(Adnkronos) – Secondo l’Aifa 100mila italiani positivi al Covid negli ultimi due anni sono stati sottoposti alla terapia antivirale remdesivir. “Di questi, da marzo 2020 ad oggi, al Sant’Orsola ne abbiamo trattati 1.538. All’inizio somministravamo il farmaco nei pazienti con insufficienza respiratoria, verosimilmente troppo tardi per cui era difficile coglierne appieno l’efficacia. Con il tempo, però, abbiamo optato per un suo impiego nelle fasi sempre più precoci della malattia fino ad arrivare, dallo scorso gennaio, ad un trattamento short – solo 3 giorni – nei pazienti con forme ‘mild’, ovvero lievi, con lo scopo di non far progredire la malattia ed evitare ai pazienti il ricovero ospedaliero. Obiettivo raggiunto”. Così Pierluigi Viale, direttore del Dipartimento Malattie infettive del Sant’Orsola di Bologna, a margine di Icar2022 (Italian conference on Aids and antiviral research) la cui 14esima edizione si chiude oggi a Bergamo.  

“Passata la prima fase di grande allarme della malattia oggi ci confrontiamo con una variante meno aggressiva che impatta su una popolazione di vaccinati – ricorda Viale, che in occasione di Icar 2022 ha aperto il Simposio dedicato all’evoluzione del paziente e della malattia dall’inizio della pandemia -. Tuttavia, ancora oggi usiamo molto remdesivir come terapia precoce nei pazienti con malattia moderata-grave, come trattamento pre-ricovero e come cura per pazienti ospedalizzati, in particolare soggetti immunodepressi”.  

Dopo oltre due anni di emergenza sanitaria, “l’antivirale funziona” aggiunge l’infettivologo “come terapia precoce nei pazienti con malattia moderata così come nei soggetti con forme lievi e nei pazienti paucisintomatici ma “a rischio” di evolvere verso la malattia grave, tale da rendere prudente il ricovero in ospedale.
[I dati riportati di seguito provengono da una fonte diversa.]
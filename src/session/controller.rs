//! Session controller - drives one crawl attempt at a time
//!
//! The controller owns the current attempt state and moves it through
//! `Idle -> InFlight -> Succeeded | Failed`. Beginning a new attempt while one
//! is in flight supersedes it: the older attempt's ticket becomes stale and
//! its outcome is discarded when it arrives.

use crate::client::{CrawlResult, CrawlService};
use crate::history::{HistoryCache, HistoryEntry, HistoryStore, StorageResult};
use crate::request::CrawlRequest;
use crate::session::state::{Failure, SessionState};
use crate::view::{default_mode, render, ViewMode};
use crate::{ExternalCallError, ValidationError};
use std::sync::Arc;

/// Message used when a failed call carries no description
const UNKNOWN_ERROR: &str = "Unknown error";

/// Handle for one submitted attempt
///
/// Only the ticket of the latest attempt can resolve the session.
#[derive(Debug)]
pub struct AttemptTicket {
    generation: u64,
    request: CrawlRequest,
}

impl AttemptTicket {
    pub fn request(&self) -> &CrawlRequest {
        &self.request
    }
}

/// What happened to an outcome handed to [`SessionController::resolve`]
#[derive(Debug, Clone, Copy, PartialEq, Eq)]
pub enum Resolution {
    /// The outcome became the session state
    Applied,

    /// The attempt had been superseded; the outcome was dropped
    Discarded,
}

/// Orchestrates compose -> crawl -> classify -> persist for one session
pub struct SessionController<C, S> {
    service: C,
    history: Arc<HistoryCache<S>>,
    state: SessionState,
    generation: u64,
    view_mode: Option<ViewMode>,
    active_entry: Option<String>,
}

impl<C: CrawlService, S: HistoryStore> SessionController<C, S> {
    pub fn new(service: C, history: Arc<HistoryCache<S>>) -> Self {
        Self {
            service,
            history,
            state: SessionState::Idle,
            generation: 0,
            view_mode: None,
            active_entry: None,
        }
    }

    pub fn state(&self) -> &SessionState {
        &self.state
    }

    pub fn history(&self) -> &Arc<HistoryCache<S>> {
        &self.history
    }

    /// Current view mode; `None` until a result is shown
    pub fn view_mode(&self) -> Option<ViewMode> {
        self.view_mode
    }

    /// User override of the view mode
    pub fn set_view_mode(&mut self, mode: ViewMode) {
        self.view_mode = Some(mode);
    }

    /// Id of the history entry currently shown, if any
    pub fn active_entry_id(&self) -> Option<&str> {
        self.active_entry.as_deref()
    }

    /// The shown result rendered in the current view mode
    pub fn displayed_content(&self) -> Option<String> {
        let result = self.state.result()?;
        Some(render(result, self.view_mode.unwrap_or(ViewMode::Raw)))
    }

    pub fn error_message(&self) -> Option<&str> {
        self.state.failure().map(|f| f.message.as_str())
    }

    /// Sends `request` and resolves the session with the outcome
    ///
    /// # Errors
    ///
    /// Returns a [`ValidationError`] without contacting the service when the
    /// request is not submittable. Crawl and transport failures are not errors
    /// here; they are reported through [`SessionState::Failed`].
    pub async fn submit(&mut self, request: CrawlRequest) -> Result<&SessionState, ValidationError> {
        let ticket = self.begin(request)?;
        let outcome = self.service.crawl(ticket.request()).await;
        self.resolve(ticket, outcome).await;
        Ok(&self.state)
    }

    /// Moves the session to `InFlight` for `request`
    ///
    /// Accepted from every state. If an attempt is already in flight it is
    /// superseded and its eventual outcome will be discarded.
    pub fn begin(&mut self, request: CrawlRequest) -> Result<AttemptTicket, ValidationError> {
        request.validate()?;

        if let SessionState::InFlight { request: stale } = &self.state {
            tracing::warn!("Superseding in-flight crawl of {}", stale.url);
        }

        self.generation += 1;
        tracing::info!("Submitting crawl of {}", request.url);
        self.state = SessionState::InFlight {
            request: request.clone(),
        };

        Ok(AttemptTicket {
            generation: self.generation,
            request,
        })
    }

    /// Applies the outcome of the attempt identified by `ticket`
    ///
    /// Successful results are saved to history (best-effort: a storage failure
    /// is logged and the session still succeeds) and reset the view mode to
    /// the request's default.
    pub async fn resolve(
        &mut self,
        ticket: AttemptTicket,
        outcome: Result<CrawlResult, ExternalCallError>,
    ) -> Resolution {
        if ticket.generation != self.generation || !self.state.is_in_flight() {
            tracing::warn!(
                "Discarding stale outcome for {} (attempt {}, current {})",
                ticket.request.url,
                ticket.generation,
                self.generation
            );
            return Resolution::Discarded;
        }

        let request = ticket.request;
        self.state = match outcome {
            Ok(result) if result.success => {
                match self.history.save(&request.url, &request, &result).await {
                    Ok(entry) => self.active_entry = Some(entry.id),
                    Err(e) => {
                        self.active_entry = None;
                        tracing::warn!("Crawl of {} succeeded but was not saved: {}", request.url, e)
                    }
                }
                self.view_mode = Some(default_mode(&request));
                tracing::info!("Crawl of {} succeeded", request.url);
                SessionState::Succeeded(result)
            }
            Ok(result) => {
                let message = result.failure_message();
                tracing::info!("Crawl of {} failed: {}", request.url, message);
                SessionState::Failed(Failure::crawl(message))
            }
            Err(e) => {
                let mut message = e.to_string();
                if message.trim().is_empty() {
                    message = UNKNOWN_ERROR.to_string();
                }
                tracing::info!("Crawl call for {} errored: {}", request.url, message);
                SessionState::Failed(Failure::external(message))
            }
        };

        Resolution::Applied
    }

    /// Shows a stored history entry as the current result
    ///
    /// Like a new submission, this supersedes any in-flight attempt.
    pub fn select_entry(&mut self, entry: &HistoryEntry) {
        if self.state.is_in_flight() {
            self.generation += 1;
            tracing::warn!("History selection superseded an in-flight crawl");
        }

        self.active_entry = Some(entry.id.clone());
        self.view_mode = Some(default_mode(&entry.request_options));
        self.state = SessionState::Succeeded(entry.result.clone());
    }

    /// Empties the history and forgets the active entry
    pub async fn clear_history(&mut self) -> StorageResult<()> {
        self.history.clear().await?;
        self.active_entry = None;
        Ok(())
    }
}
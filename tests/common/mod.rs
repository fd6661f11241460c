//! Shared utilities for integration tests: a minimal JSON-RPC mock node.

use serde_json::{json, Value};
use std::net::SocketAddr;
use tokio::io::{AsyncReadExt, AsyncWriteExt};
use tokio::net::TcpListener;

/// Install a test subscriber once; honors `RUST_LOG`.
pub fn init_tracing() {
    let _ = tracing_subscriber::fmt()
        .with_env_filter(tracing_subscriber::EnvFilter::from_default_env())
        .with_test_writer()
        .try_init();
}

/// What the mock node answers to every request.
#[derive(Clone)]
#[allow(dead_code)]
pub enum MockReply {
    /// `{"result": ...}` with the caller's request id echoed back.
    Result(Value),
    /// `{"error": {"code": ..., "message": ...}}`.
    Error(i64, &'static str),
}

/// Start a mock node on an ephemeral port and return its address.
///
/// Reads one HTTP POST per connection, echoes the JSON-RPC request id, and
/// replies with the configured payload.
pub async fn start_mock_node(reply: MockReply) -> SocketAddr {
    let listener = TcpListener::bind("127.0.0.1:0").await.unwrap();
    let addr = listener.local_addr().unwrap();

    tokio::spawn(async move {
        loop {
            let Ok((mut socket, _)) = listener.accept().await else {
                break;
            };
            let reply = reply.clone();
            tokio::spawn(async move {
                let Some(request) = read_http_body(&mut socket).await else {
                    return;
                };
                let id = request.get("id").cloned().unwrap_or(Value::Null);
                let body = match &reply {
                    MockReply::Result(value) => {
                        json!({"jsonrpc": "2.0", "id": id, "result": value})
                    }
                    MockReply::Error(code, message) => {
                        json!({"jsonrpc": "2.0", "id": id,
                               "error": {"code": code, "message": message}})
                    }
                }
                .to_string();
                let response = format!(
                    "HTTP/1.1 200 OK\r\nContent-Type: application/json\r\nContent-Length: {}\r\nConnection: close\r\n\r\n{}",
                    body.len(),
                    body
                );
                let _ = socket.write_all(response.as_bytes()).await;
                let _ = socket.shutdown().await;
            });
        }
    });

    addr
}

/// Start a node that accepts connections and reads requests but never
/// answers, for exercising client-side timeouts.
#[allow(dead_code)]
pub async fn start_silent_node() -> SocketAddr {
    let listener = TcpListener::bind("127.0.0.1:0").await.unwrap();
    let addr = listener.local_addr().unwrap();

    tokio::spawn(async move {
        loop {
            let Ok((mut socket, _)) = listener.accept().await else {
                break;
            };
            tokio::spawn(async move {
                let mut buf = [0u8; 4096];
                // Keep the connection open without replying.
                while matches!(socket.read(&mut buf).await, Ok(n) if n > 0) {}
            });
        }
    });

    addr
}

async fn read_http_body(socket: &mut tokio::net::TcpStream) -> Option<Value> {
    let mut buf = Vec::new();
    let mut chunk = [0u8; 4096];
    loop {
        let n = socket.read(&mut chunk).await.ok()?;
        if n == 0 {
            return None;
        }
        buf.extend_from_slice(&chunk[..n]);

        if let Some(header_end) = find_header_end(&buf) {
            let headers = String::from_utf8_lossy(&buf[..header_end]);
            let content_length: usize = headers
                .lines()
                .find_map(|l| {
                    let (name, value) = l.split_once(':')?;
                    name.eq_ignore_ascii_case("content-length")
                        .then(|| value.trim().parse().ok())?
                })
                .unwrap_or(0);
            let body_start = header_end + 4;
            if buf.len() >= body_start + content_length {
                return serde_json::from_slice(&buf[body_start..body_start + content_length]).ok();
            }
        }
    }
}

fn find_header_end(buf: &[u8]) -> Option<usize> {
    buf.windows(4).position(|w| w == b"\r\n\r\n")
}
Quindi il remdesivir oggi ci aiuta non solo per prevenire l’ospedalizzazione ma, con una visione più ampia, per prevenire l’evoluzione della malattia”.  

Il remdesivir è un farmaco che si somministra endovena, per questo “organizzare la gestione ambulatoriale non è stato facile” ammette Viale, che aggiunge: “Tuttavia tutti i centri sono stati capaci di poter garantire l’accesso alla terapia ai pazienti entro i 3 giorni dalla comparsa dei primi sintomi”. Secondo l’esperto affinché il trattamento abbia successo resta centrale la figura del medico di Medicina generale. “Ha un ruolo chiave nella gestione dei farmaci antivirali – spiega Viale -. Oggi abbiamo a disposizione quattro potenti armi: due antivirali orali e due somministrabili per via sistemica, tra questi ultimi c’è il remdesivir”.  

“L’accesso ai farmaci somministrabili per bocca – prosegue – dovrebbe diventare sempre più nelle mani dei medici di famiglia, opportunamente supportati dagli specialisti. Per quanto riguarda l’antivirale remdesivir che, invece, è un farmaco strettamente legato ad una struttura assistenziale, il ruolo del medico di Medicina generale non è quello di prescrittore ma è comunque fondamentale perché deve individuare il paziente idoneo per questo tipo di trattamento e segnalarlo alla struttura ospedaliera che effettua la terapia. Il medico di famiglia di fatto è una sentinella che vede prima degli altri una situazione che per gravità clinica o per impatto dei fattori di rischio rende prudenziale utilizzare questo antivirale rispetto ad un’altra terapia”.  

Infine, sull’evoluzione del Covid. “All’inizio le persone morivano a causa dell’infezione da SarS-CoV2 – sottolinea – poi con l’avvento di varianti meno aggressive e con la straordinaria campagna di vaccinazione. oggi il Covid è una malattia che impatta maggiormente sulla morbosità e sulla mortalità indiretta. La maggior parte dei pazienti, oggi, non ha una malattia grave ma vede il percorso terapeutico delle proprie patologie interrotto o rallentato a causa della pandemia”. Dopo la fase emergenziale “ora dobbiamo riorganizzarci per fare in modo che il Covid non continui a impattare negativamente sull’operatività degli ospedali, e non solo. Rimane un problema di sanità pubblica drammatico, ma da malattia che causava decessi oggi è una patologia che genera morti indirette: si allungano i tempi di attesa della chirurgia oncologica, si allungano i tempi di attesa per l’accesso alle cure negli ospedali. Risultato? I pazienti che contraggono la malattia hanno davanti un lungo percorso di cura e non possono lavorare, con un risvolto negativo sulla produttività del nostro Paese. Questo è il Covid nel 2022”, conclude.